TO DO - Reproduce all of the data exactly, with no line skipped.

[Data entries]
------------------------
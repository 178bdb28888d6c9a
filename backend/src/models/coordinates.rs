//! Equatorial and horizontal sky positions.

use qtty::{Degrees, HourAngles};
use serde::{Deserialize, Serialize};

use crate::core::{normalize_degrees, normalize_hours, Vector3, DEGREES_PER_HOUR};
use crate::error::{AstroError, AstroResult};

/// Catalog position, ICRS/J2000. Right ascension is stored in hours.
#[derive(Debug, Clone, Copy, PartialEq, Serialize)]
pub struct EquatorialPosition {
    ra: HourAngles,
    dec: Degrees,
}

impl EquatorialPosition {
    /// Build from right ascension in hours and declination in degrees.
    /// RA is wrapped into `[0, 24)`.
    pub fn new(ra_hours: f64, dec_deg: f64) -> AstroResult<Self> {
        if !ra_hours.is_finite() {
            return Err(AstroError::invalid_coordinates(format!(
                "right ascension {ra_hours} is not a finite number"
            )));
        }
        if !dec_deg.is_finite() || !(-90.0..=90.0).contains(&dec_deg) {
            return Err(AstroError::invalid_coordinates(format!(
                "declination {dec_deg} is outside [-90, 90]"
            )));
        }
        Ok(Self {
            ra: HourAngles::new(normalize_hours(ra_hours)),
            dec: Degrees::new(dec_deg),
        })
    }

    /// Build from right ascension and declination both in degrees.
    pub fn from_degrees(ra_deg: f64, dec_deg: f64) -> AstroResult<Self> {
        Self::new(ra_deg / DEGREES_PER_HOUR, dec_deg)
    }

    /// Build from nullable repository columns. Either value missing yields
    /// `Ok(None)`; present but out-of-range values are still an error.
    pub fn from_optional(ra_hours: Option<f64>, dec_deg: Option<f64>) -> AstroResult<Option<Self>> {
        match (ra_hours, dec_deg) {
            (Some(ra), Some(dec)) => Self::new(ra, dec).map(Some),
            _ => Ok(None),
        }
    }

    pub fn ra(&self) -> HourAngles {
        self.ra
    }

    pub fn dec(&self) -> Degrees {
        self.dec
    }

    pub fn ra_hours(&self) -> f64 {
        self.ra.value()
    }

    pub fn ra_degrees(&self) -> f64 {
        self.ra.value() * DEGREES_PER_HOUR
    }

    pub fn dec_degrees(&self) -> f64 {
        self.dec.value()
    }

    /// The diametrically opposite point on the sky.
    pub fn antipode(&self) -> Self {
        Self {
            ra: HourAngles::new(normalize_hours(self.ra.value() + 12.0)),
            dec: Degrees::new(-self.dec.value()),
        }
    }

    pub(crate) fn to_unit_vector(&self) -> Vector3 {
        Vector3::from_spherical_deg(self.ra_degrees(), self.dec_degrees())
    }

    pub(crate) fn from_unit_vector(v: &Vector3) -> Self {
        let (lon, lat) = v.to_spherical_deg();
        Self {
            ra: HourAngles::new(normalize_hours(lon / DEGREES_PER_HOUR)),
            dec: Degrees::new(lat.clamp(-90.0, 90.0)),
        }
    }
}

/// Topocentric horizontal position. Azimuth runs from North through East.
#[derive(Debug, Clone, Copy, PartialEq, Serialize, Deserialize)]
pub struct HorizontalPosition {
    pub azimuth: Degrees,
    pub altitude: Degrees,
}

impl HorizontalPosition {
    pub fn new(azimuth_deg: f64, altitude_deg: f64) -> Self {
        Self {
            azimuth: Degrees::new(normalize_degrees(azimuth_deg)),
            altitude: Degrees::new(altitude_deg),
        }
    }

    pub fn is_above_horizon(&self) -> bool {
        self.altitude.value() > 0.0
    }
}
------------------------
ANSWER TO THIS TASK -
repository 178bdb28888d6c9a
filename backend/src/models/coordinates.rs
//! Equatorial and horizontal sky positions.

use qtty::{Degrees, HourAngles};
use serde::{Deserialize, Serialize};

use crate::core::{normalize_degrees, normalize_hours, Vector3, DEGREES_PER_HOUR};
use crate::error::{AstroError, AstroResult};

/// Catalog position, ICRS/J2000. Right ascension is stored in hours.
#[derive(Debug, Clone, Copy, PartialEq, Serialize)]
pub struct EquatorialPosition {
    ra: HourAngles,
    dec: Degrees,
}

impl EquatorialPosition {
    /// Build from right ascension in hours and declination in degrees.
    /// RA is wrapped into `[0, 24)`.
    pub fn new(ra_hours: f64, dec_deg: f64) -> AstroResult<Self> {
        if !ra_hours.is_finite() {
            return Err(AstroError::invalid_coordinates(format!(
                "right ascension {ra_hours} is not a finite number"
            )));
        }
        if !dec_deg.is_finite() || !(-90.0..=90.0).contains(&dec_deg) {
            return Err(AstroError::invalid_coordinates(format!(
                "declination {dec_deg} is outside [-90, 90]"
            )));
        }
        Ok(Self {
            ra: HourAngles::new(normalize_hours(ra_hours)),
            dec: Degrees::new(dec_deg),
        })
    }

    /// Build from right ascension and declination both in degrees.
    pub fn from_degrees(ra_deg: f64, dec_deg: f64) -> AstroResult<Self> {
        Self::new(ra_deg / DEGREES_PER_HOUR, dec_deg)
    }

    /// Build from nullable repository columns. Either value missing yields
    /// `Ok(None)`; present but out-of-range values are still an error.
    pub fn from_optional(ra_hours: Option<f64>, dec_deg: Option<f64>) -> AstroResult<Option<Self>> {
        match (ra_hours, dec_deg) {
            (Some(ra), Some(dec)) => Self::new(ra, dec).map(Some),
            _ => Ok(None),
        }
    }

    pub fn ra(&self) -> HourAngles {
        self.ra
    }

    pub fn dec(&self) -> Degrees {
        self.dec
    }

    pub fn ra_hours(&self) -> f64 {
        self.ra.value()
    }

    pub fn ra_degrees(&self) -> f64 {
        self.ra.value() * DEGREES_PER_HOUR
    }

    pub fn dec_degrees(&self) -> f64 {
        self.dec.value()
    }

    /// The diametrically opposite point on the sky.
    pub fn antipode(&self) -> Self {
        Self {
            ra: HourAngles::new(normalize_hours(self.ra.value() + 12.0)),
            dec: Degrees::new(-self.dec.value()),
        }
    }

    pub(crate) fn to_unit_vector(&self) -> Vector3 {
        Vector3::from_spherical_deg(self.ra_degrees(), self.dec_degrees())
    }

    pub(crate) fn from_unit_vector(v: &Vector3) -> Self {
        let (lon, lat) = v.to_spherical_deg();
        Self {
            ra: HourAngles::new(normalize_hours(lon / DEGREES_PER_HOUR)),
            dec: Degrees::new(lat.clamp(-90.0, 90.0)),
        }
    }
}

/// Topocentric horizontal position. Azimuth runs from North through East.
#[derive(Debug, Clone, Copy, PartialEq, Serialize, Deserialize)]
pub struct HorizontalPosition {
    pub azimuth: Degrees,
    pub altitude: Degrees,
}

impl HorizontalPosition {
    pub fn new(azimuth_deg: f64, altitude_deg: f64) -> Self {
        Self {
            azimuth: Degrees::new(normalize_degrees(azimuth_deg)),
            altitude: Degrees::new(altitude_deg),
        }
    }

    pub fn is_above_horizon(&self) -> bool {
        self.altitude.value() > 0.0
    }
}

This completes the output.